Site Of Sound: Of Architecture And The Ear: Vol 2

Site Of Sound: Of Architecture And The Ear: Vol 2

edited by Brandon LaBelle, Claudia Martinho – Errant Bodies Press; Pap/Com [book + cd], ISBN: 9780982743904, 304 pages, 2011, English
A historical displacement has radically changed our notions of “local” and “remote” through the embracing of digital networks in our daily life, which are socially – and more so politically – shaping how “we sense where we are”. In this book this displacement is analyzed from the sound artist’s point of view, treated in many different ways through the work of more than twenty artists and theorists using sounds as a dynamic elements which trigger space and architectures to react.
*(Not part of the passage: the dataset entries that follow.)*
use ed25519_dalek::{Signature, Signer, SigningKey, Verifier, VerifyingKey};
use ethers::types::{Address, Signature as EvmSignature};
use rand::rngs::OsRng;

// Re-export key types for convenience
pub use ed25519_dalek::{Signature as PartySignature, SigningKey as SecretKey, VerifyingKey as PublicKey};

/// Generates a new Ed25519 keypair.
pub fn generate_keypair() -> SigningKey {
    let mut csprng = OsRng;
    SigningKey::generate(&mut csprng)
}

/// Derives an Ed25519 keypair from a fixed 32-byte seed. Deterministic.
pub fn keypair_from_seed(seed: [u8; 32]) -> SigningKey {
    SigningKey::from_bytes(&seed)
}

pub fn sign(message: &[u8], secret_key: &SigningKey) -> Signature {
    secret_key.sign(message)
}

pub fn verify(message: &[u8], signature: &Signature, public_key: &VerifyingKey) -> bool {
    public_key.verify(message, signature).is_ok()
}

/// Recovers the Chain-B address behind an EIP-191 signature over `message`.
pub fn recover_evm_signer(message: &[u8], signature: &EvmSignature) -> Option<Address> {
    signature.recover(message.to_vec()).ok()
}
//! SABR/UMP response demultiplexing.
//!
//! A UMP body is a run of tagged, length-prefixed parts that interleave
//! control messages with the bytes of one or more media segments. This
//! module pulls the single segment a request asked for out of that run and
//! turns it into the response the host player consumes, together with the
//! streaming context that seeds the next request of the session.

pub mod cache;
pub mod context;
pub mod decoders;
pub mod format_key;
pub mod parser;
pub mod proto;
pub mod response;
pub mod session;
pub mod structs;
pub mod ump;

pub use cache::{CacheWrite, MemorySegmentCache, SegmentCache};
pub use context::{
    ByteRange, ContextFailure, RequestedFormat, STREAMING_CONTEXT_HEADER, StreamInfo,
    StreamingContext,
};
pub use format_key::FormatKey;
pub use parser::{SabrUmpParser, parse_response};
pub use response::{RequestKind, ResponseBuilder, ResponseEnvelope, ResponseMeta};
pub use session::{Segment, SegmentState, SessionState, Terminal};
pub use ump::{Part, UmpDemuxer};

/// UMP part types the parser acts on. Every other tag is carried as
/// `Unknown` and skipped.
#[derive(Debug, Clone, Copy, PartialEq, Eq, Hash)]
pub enum UmpPartId {
    MediaHeader,
    Media,
    MediaEnd,
    NextRequestPolicy,
    FormatInitializationMetadata,
    SabrRedirect,
    SabrError,
    StreamProtectionStatus,
    Unknown(u64),
}

impl UmpPartId {
    pub fn from_u64(v: u64) -> Self {
        match v {
            20 => Self::MediaHeader,
            21 => Self::Media,
            22 => Self::MediaEnd,
            35 => Self::NextRequestPolicy,
            42 => Self::FormatInitializationMetadata,
            43 => Self::SabrRedirect,
            44 => Self::SabrError,
            58 => Self::StreamProtectionStatus,
            other => Self::Unknown(other),
        }
    }

    pub fn as_u64(self) -> u64 {
        match self {
            Self::MediaHeader => 20,
            Self::Media => 21,
            Self::MediaEnd => 22,
            Self::NextRequestPolicy => 35,
            Self::FormatInitializationMetadata => 42,
            Self::SabrRedirect => 43,
            Self::SabrError => 44,
            Self::StreamProtectionStatus => 58,
            Self::Unknown(other) => other,
        }
    }
}
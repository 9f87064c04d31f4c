use std::sync::Arc;

use async_trait::async_trait;
use bytes::Bytes;
use dashmap::DashMap;

use super::context::RequestedFormat;
use super::format_key::FormatKey;
use super::session::Segment;
use crate::common::types::AnyResult;

/// Storage for finalized initialization segments, keyed by format.
#[async_trait]
pub trait SegmentCache: Send + Sync {
    async fn put(&self, segment: Segment, format: RequestedFormat) -> AnyResult<()>;
}

/// A pending cache store produced when an initialization segment completes.
#[derive(Debug)]
pub struct CacheWrite {
    pub segment: Segment,
    pub format: RequestedFormat,
}

impl CacheWrite {
    /// Runs the store on the runtime without waiting for it. Failures are
    /// logged and otherwise ignored.
    pub fn spawn(self, cache: Arc<dyn SegmentCache>) {
        let header_id = self.segment.header_id;
        let itag = self.format.itag;
        tokio::spawn(async move {
            if let Err(e) = cache.put(self.segment, self.format).await {
                tracing::warn!(
                    "SABR: caching init segment id={} itag={} failed: {}",
                    header_id,
                    itag,
                    e
                );
            }
        });
    }
}

/// Process-local [`SegmentCache`].
#[derive(Debug, Default)]
pub struct MemorySegmentCache {
    segments: DashMap<FormatKey, Bytes>,
}

impl MemorySegmentCache {
    pub fn new() -> Self {
        Self::default()
    }

    pub fn get(&self, format: &RequestedFormat) -> Option<Bytes> {
        self.segments
            .get(&FormatKey::from_format(format))
            .map(|entry| entry.value().clone())
    }

    pub fn len(&self) -> usize {
        self.segments.len()
    }

    pub fn is_empty(&self) -> bool {
        self.segments.is_empty()
    }
}

#[async_trait]
impl SegmentCache for MemorySegmentCache {
    async fn put(&self, segment: Segment, format: RequestedFormat) -> AnyResult<()> {
        let key = FormatKey::from_format(&format);
        tracing::trace!("SABR: cached init segment {} ({}B)", key, segment.data.len());
        self.segments.insert(key, segment.data.freeze());
        Ok(())
    }
}
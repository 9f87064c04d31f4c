use serde::{Deserialize, Serialize};

/// Status value of a stream protection status part that blocks playback.
pub const PROTECTION_STATUS_BLOCKED: i32 = 3;

#[derive(Debug, Default, Clone, PartialEq, Eq, Serialize, Deserialize)]
#[serde(rename_all = "camelCase")]
pub struct FormatId {
    pub itag: i32,
    #[serde(default, skip_serializing_if = "Option::is_none")]
    pub last_modified: Option<u64>,
    #[serde(default, skip_serializing_if = "Option::is_none")]
    pub xtags: Option<String>,
}

#[derive(Debug, Default, Clone, PartialEq, Eq, Serialize, Deserialize)]
#[serde(rename_all = "camelCase")]
pub struct TimeRange {
    pub start_ticks: i64,
    pub duration_ticks: i64,
    pub timescale: i32,
}

#[derive(Debug, Default, Clone, PartialEq, Eq, Serialize, Deserialize)]
pub struct ByteSpan {
    pub start: u64,
    pub end: u64,
}

#[derive(Debug, Default, Clone, PartialEq, Eq, Serialize, Deserialize)]
#[serde(rename_all = "camelCase", default)]
pub struct MediaHeader {
    pub header_id: u32,
    #[serde(skip_serializing_if = "Option::is_none")]
    pub video_id: Option<String>,
    pub itag: i32,
    #[serde(skip_serializing_if = "Option::is_none")]
    pub lmt: Option<u64>,
    #[serde(skip_serializing_if = "Option::is_none")]
    pub xtags: Option<String>,
    #[serde(skip_serializing_if = "Option::is_none")]
    pub start_range: Option<i64>,
    #[serde(skip_serializing_if = "Option::is_none")]
    pub compression_algorithm: Option<i32>,
    pub is_init_seg: bool,
    #[serde(skip_serializing_if = "Option::is_none")]
    pub sequence_number: Option<i64>,
    #[serde(skip_serializing_if = "Option::is_none")]
    pub bitrate_bps: Option<i64>,
    #[serde(skip_serializing_if = "Option::is_none")]
    pub start_ms: Option<i64>,
    #[serde(skip_serializing_if = "Option::is_none")]
    pub duration_ms: Option<i64>,
    #[serde(skip_serializing_if = "Option::is_none")]
    pub format_id: Option<FormatId>,
    #[serde(skip_serializing_if = "Option::is_none")]
    pub content_length: Option<i64>,
    #[serde(skip_serializing_if = "Option::is_none")]
    pub time_range: Option<TimeRange>,
}

#[derive(Debug, Default, Clone, PartialEq, Eq, Serialize, Deserialize)]
#[serde(rename_all = "camelCase", default)]
pub struct FormatInitializationMetadata {
    #[serde(skip_serializing_if = "Option::is_none")]
    pub video_id: Option<String>,
    #[serde(skip_serializing_if = "Option::is_none")]
    pub format_id: Option<FormatId>,
    #[serde(skip_serializing_if = "Option::is_none")]
    pub end_time_ms: Option<i64>,
    #[serde(skip_serializing_if = "Option::is_none")]
    pub end_segment_number: Option<i64>,
    #[serde(skip_serializing_if = "Option::is_none")]
    pub mime_type: Option<String>,
    #[serde(skip_serializing_if = "Option::is_none")]
    pub init_range: Option<ByteSpan>,
    #[serde(skip_serializing_if = "Option::is_none")]
    pub index_range: Option<ByteSpan>,
    #[serde(skip_serializing_if = "Option::is_none")]
    pub duration_units: Option<i64>,
    #[serde(skip_serializing_if = "Option::is_none")]
    pub duration_timescale: Option<i64>,
}

#[derive(Debug, Default, Clone, PartialEq, Eq, Serialize, Deserialize)]
#[serde(rename_all = "camelCase", default)]
pub struct PlaybackCookie {
    #[serde(skip_serializing_if = "Option::is_none")]
    pub resolution: Option<i32>,
    #[serde(skip_serializing_if = "Option::is_none")]
    pub field2: Option<i32>,
    #[serde(skip_serializing_if = "Option::is_none")]
    pub video_fmt: Option<FormatId>,
    #[serde(skip_serializing_if = "Option::is_none")]
    pub audio_fmt: Option<FormatId>,
}

#[derive(Debug, Default, Clone, PartialEq, Eq, Serialize, Deserialize)]
#[serde(rename_all = "camelCase", default)]
pub struct NextRequestPolicy {
    pub target_audio_readahead_ms: i32,
    pub target_video_readahead_ms: i32,
    pub backoff_time_ms: i32,
    pub playback_cookie: Option<PlaybackCookie>,
    pub video_id: Option<String>,
}

#[derive(Debug, Default, Clone, PartialEq, Eq, Serialize, Deserialize)]
pub struct SabrRedirect {
    pub url: String,
}

#[derive(Debug, Default, Clone, PartialEq, Eq, Serialize, Deserialize)]
pub struct SabrErrorMsg {
    #[serde(rename = "type")]
    pub error_type: String,
    pub code: i32,
}

#[derive(Debug, Default, Clone, PartialEq, Eq, Serialize, Deserialize)]
#[serde(rename_all = "camelCase")]
pub struct StreamProtectionStatus {
    pub status: i32,
    #[serde(default, skip_serializing_if = "Option::is_none")]
    pub max_retries: Option<i32>,
}

impl StreamProtectionStatus {
    pub fn is_blocked(&self) -> bool {
        self.status == PROTECTION_STATUS_BLOCKED
    }
}
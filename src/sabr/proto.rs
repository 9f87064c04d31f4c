//! Hand-rolled protobuf reader/writer for the SABR part payloads.
//!
//! The reader is strict: running off the end of a message, an unknown wire
//! type or a non-UTF-8 string field is a [`DecodeError`], never a silently
//! defaulted value.

use crate::common::errors::DecodeError;

// ─── Protobuf Reader ───────────────────────────────────────────────────────

pub const WIRE_VARINT: u8 = 0;
pub const WIRE_FIXED64: u8 = 1;
pub const WIRE_LEN: u8 = 2;
pub const WIRE_FIXED32: u8 = 5;

pub struct ProtoReader<'a> {
    data: &'a [u8],
    pos: usize,
}

impl<'a> ProtoReader<'a> {
    pub fn new(data: &'a [u8]) -> Self {
        Self { data, pos: 0 }
    }

    pub fn has_remaining(&self) -> bool {
        self.pos < self.data.len()
    }

    pub fn position(&self) -> usize {
        self.pos
    }

    pub fn read_varint(&mut self) -> Result<u64, DecodeError> {
        let start = self.pos;
        let mut result: u64 = 0;
        let mut shift = 0u32;
        loop {
            let Some(&b) = self.data.get(self.pos) else {
                return Err(DecodeError::Truncated { offset: start });
            };
            self.pos += 1;
            if shift >= 64 {
                return Err(DecodeError::VarintOverflow { offset: start });
            }
            result |= ((b & 0x7F) as u64) << shift;
            if b & 0x80 == 0 {
                return Ok(result);
            }
            shift += 7;
        }
    }

    /// Reads a field key, returning `(field_number, wire_type)`.
    pub fn read_tag(&mut self) -> Result<(u32, u8), DecodeError> {
        let offset = self.pos;
        let tag = self.read_varint()?;
        let field = (tag >> 3) as u32;
        if field == 0 {
            return Err(DecodeError::InvalidField { offset });
        }
        Ok((field, (tag & 7) as u8))
    }

    pub fn read_bool(&mut self) -> Result<bool, DecodeError> {
        Ok(self.read_varint()? != 0)
    }

    pub fn read_bytes(&mut self) -> Result<&'a [u8], DecodeError> {
        let len = self.read_varint()? as usize;
        let start = self.pos;
        let end = start
            .checked_add(len)
            .filter(|end| *end <= self.data.len())
            .ok_or(DecodeError::Truncated { offset: start })?;
        self.pos = end;
        Ok(&self.data[start..end])
    }

    pub fn read_string(&mut self) -> Result<String, DecodeError> {
        let offset = self.pos;
        let bytes = self.read_bytes()?;
        std::str::from_utf8(bytes)
            .map(str::to_owned)
            .map_err(|_| DecodeError::InvalidUtf8 { offset })
    }

    pub fn skip_field(&mut self, wire_type: u8) -> Result<(), DecodeError> {
        match wire_type {
            WIRE_VARINT => self.read_varint().map(drop),
            WIRE_FIXED64 => self.advance(8),
            WIRE_LEN => self.read_bytes().map(drop),
            WIRE_FIXED32 => self.advance(4),
            other => Err(DecodeError::InvalidWireType {
                wire_type: other,
                offset: self.pos,
            }),
        }
    }

    fn advance(&mut self, n: usize) -> Result<(), DecodeError> {
        if self.pos + n > self.data.len() {
            return Err(DecodeError::Truncated { offset: self.pos });
        }
        self.pos += n;
        Ok(())
    }
}

// ─── Protobuf Writer ───────────────────────────────────────────────────────

#[derive(Default)]
pub struct ProtoWriter {
    buf: Vec<u8>,
}

impl ProtoWriter {
    pub fn new() -> Self {
        Self::default()
    }

    // Write a protobuf varint (7-bit continuation encoding)
    pub fn write_varint(&mut self, mut v: u64) {
        while v > 0x7F {
            self.buf.push((v as u8 & 0x7F) | 0x80);
            v >>= 7;
        }
        self.buf.push(v as u8);
    }

    fn write_tag(&mut self, field: u32, wire_type: u8) {
        self.write_varint(((field as u64) << 3) | (wire_type as u64));
    }

    /// Field type 0 (varint), always written
    pub fn write_u64(&mut self, field: u32, value: u64) {
        self.write_tag(field, WIRE_VARINT);
        self.write_varint(value);
    }

    /// Field type 0 (varint), always written; negatives use the 10-byte form
    pub fn write_i64(&mut self, field: u32, value: i64) {
        self.write_u64(field, value as u64);
    }

    pub fn write_i32(&mut self, field: u32, value: i32) {
        self.write_i64(field, value as i64);
    }

    pub fn write_bool(&mut self, field: u32, value: bool) {
        self.write_u64(field, value as u64);
    }

    /// Field type 2 (length-delimited bytes)
    pub fn write_bytes(&mut self, field: u32, value: &[u8]) {
        self.write_tag(field, WIRE_LEN);
        self.write_varint(value.len() as u64);
        self.buf.extend_from_slice(value);
    }

    pub fn write_string(&mut self, field: u32, value: &str) {
        self.write_bytes(field, value.as_bytes());
    }

    /// Embed a nested message (field type 2)
    pub fn write_message(&mut self, field: u32, nested: ProtoWriter) {
        self.write_bytes(field, &nested.finish());
    }

    pub fn finish(self) -> Vec<u8> {
        self.buf
    }
}
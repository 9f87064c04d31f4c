use std::collections::BTreeMap;

use bytes::Bytes;
use serde::{Deserialize, Serialize};

use super::context::{STREAMING_CONTEXT_HEADER, StreamingContext};
use crate::common::errors::ContextError;

/// Request types of the host player's networking engine.
#[derive(Debug, Default, Clone, Copy, PartialEq, Eq, Serialize, Deserialize)]
#[serde(rename_all = "snake_case")]
pub enum RequestKind {
    Manifest = 0,
    #[default]
    Segment = 1,
    License = 2,
    App = 3,
    Timing = 4,
    ServerCertificate = 5,
    Key = 6,
    Ads = 7,
    ContentSteering = 8,
}

impl RequestKind {
    pub fn from_u8(v: u8) -> Option<Self> {
        match v {
            0 => Some(Self::Manifest),
            1 => Some(Self::Segment),
            2 => Some(Self::License),
            3 => Some(Self::App),
            4 => Some(Self::Timing),
            5 => Some(Self::ServerCertificate),
            6 => Some(Self::Key),
            7 => Some(Self::Ads),
            8 => Some(Self::ContentSteering),
            _ => None,
        }
    }
}

/// The upstream response as it looked before its body was read.
#[derive(Debug, Default, Clone)]
pub struct ResponseMeta {
    /// Header names are lower-cased.
    pub headers: BTreeMap<String, String>,
    pub status: u16,
    pub final_uri: String,
}

impl ResponseMeta {
    pub fn from_reqwest(res: &reqwest::Response) -> Self {
        let headers = res
            .headers()
            .iter()
            .filter_map(|(name, value)| {
                value
                    .to_str()
                    .ok()
                    .map(|v| (name.as_str().to_ascii_lowercase(), v.to_string()))
            })
            .collect();
        Self {
            headers,
            status: res.status().as_u16(),
            final_uri: res.url().to_string(),
        }
    }
}

#[derive(Debug, Clone)]
pub struct ResponseEnvelope {
    pub headers: BTreeMap<String, String>,
    pub body: Bytes,
    pub status: u16,
    pub request_uri: String,
    pub final_uri: String,
    pub request_kind: RequestKind,
}

impl ResponseEnvelope {
    /// Decodes the embedded streaming context, if the response carries one.
    pub fn streaming_context(&self) -> Option<Result<StreamingContext, ContextError>> {
        self.headers
            .get(STREAMING_CONTEXT_HEADER)
            .map(|v| StreamingContext::from_header_value(v))
    }
}

/// Produces the envelopes of one parse session.
#[derive(Debug, Clone)]
pub struct ResponseBuilder {
    meta: ResponseMeta,
    request_uri: String,
    request_kind: RequestKind,
}

impl ResponseBuilder {
    pub fn new(meta: ResponseMeta, request_uri: impl Into<String>, request_kind: RequestKind) -> Self {
        Self {
            meta,
            request_uri: request_uri.into(),
            request_kind,
        }
    }

    /// Builds the envelope with a snapshot of `context` in its headers.
    pub fn build(
        &self,
        context: &StreamingContext,
        body: Bytes,
    ) -> Result<ResponseEnvelope, ContextError> {
        let mut headers = self.meta.headers.clone();
        headers.insert(
            STREAMING_CONTEXT_HEADER.to_string(),
            context.to_header_value()?,
        );

        Ok(ResponseEnvelope {
            headers,
            body,
            status: self.meta.status,
            request_uri: self.request_uri.clone(),
            final_uri: self.meta.final_uri.clone(),
            request_kind: self.request_kind,
        })
    }
}
use core::fmt as core_fmt;

use tracing::{Event, Level, Subscriber};
use tracing_subscriber::{
    fmt::{
        self, FmtContext,
        format::{FormatEvent, FormatFields},
    },
    registry::LookupSpan,
};

fn level_color(level: &Level) -> &'static str {
    match *level {
        Level::ERROR => "\x1b[31m",
        Level::WARN => "\x1b[33m",
        Level::INFO => "\x1b[32m",
        Level::DEBUG => "\x1b[34m",
        Level::TRACE => "\x1b[35m",
    }
}

/// `[timestamp] LEVEL target: line > message`, optionally coloured.
pub struct CustomFormatter {
    use_ansi: bool,
}

impl CustomFormatter {
    pub fn new(use_ansi: bool) -> Self {
        Self { use_ansi }
    }
}

impl<S, N> FormatEvent<S, N> for CustomFormatter
where
    S: Subscriber + for<'a> LookupSpan<'a>,
    N: for<'a> FormatFields<'a> + 'static,
{
    fn format_event(
        &self,
        ctx: &FmtContext<'_, S, N>,
        mut writer: fmt::format::Writer<'_>,
        event: &Event<'_>,
    ) -> core_fmt::Result {
        let (reset, bold, dim) = if self.use_ansi {
            ("\x1b[0m", "\x1b[1m", "\x1b[2m")
        } else {
            ("", "", "")
        };

        let format = time::macros::format_description!(
            "[year]-[month]-[day] [hour]:[minute]:[second].[subsecond digits:3]"
        );
        let now =
            time::OffsetDateTime::now_local().unwrap_or_else(|_| time::OffsetDateTime::now_utc());
        let timestamp = now
            .format(&format)
            .unwrap_or_else(|_| "Unknown Time".to_string());
        write!(writer, "{}[{}]{} ", dim, timestamp, reset)?;

        let metadata = event.metadata();
        let level = metadata.level();
        let color = if self.use_ansi { level_color(level) } else { "" };
        write!(writer, "{}{}{: <5}{} ", color, bold, level.as_str(), reset)?;

        let line = metadata
            .line()
            .map(|l| l.to_string())
            .unwrap_or_else(|| "??".to_string());
        write!(writer, "{}{}: {}{} > ", dim, metadata.target(), line, reset)?;

        ctx.format_fields(writer.by_ref(), event)?;
        write!(writer, "{}", reset)?;

        writeln!(writer)
    }
}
Among these are LaBelle’s experiments in “translations” between space and sound (building a replica of a space based only on the sounds of the original space), Nigel Helyer’s combination of sonography and cartography (and other projects centred on the ample theme of locating sounds) and the “evolving” sonic environments of Usman Haque and Robert Davis. There is discussion of the effects of human presence in shaping a space and its architecture, as with the populated ringed walls in van der Heide’s “The Speed of Sound”, alongside the more external approach of Jodi Rose’s vibrating “singing bridges” and the very intimate one of the “Infrasound Series” by Arford and Yau. The immaterial spatiality of sounds meets the very material one of architecture, resonating organic and inorganic structures. Sounds here strategically contribute to define space, hybridizing with it, being either visualized, materialized or at least charted. The heterogeneous nature of the contributions with the attached CD audio constitutes an essential and timely compendium on this topic.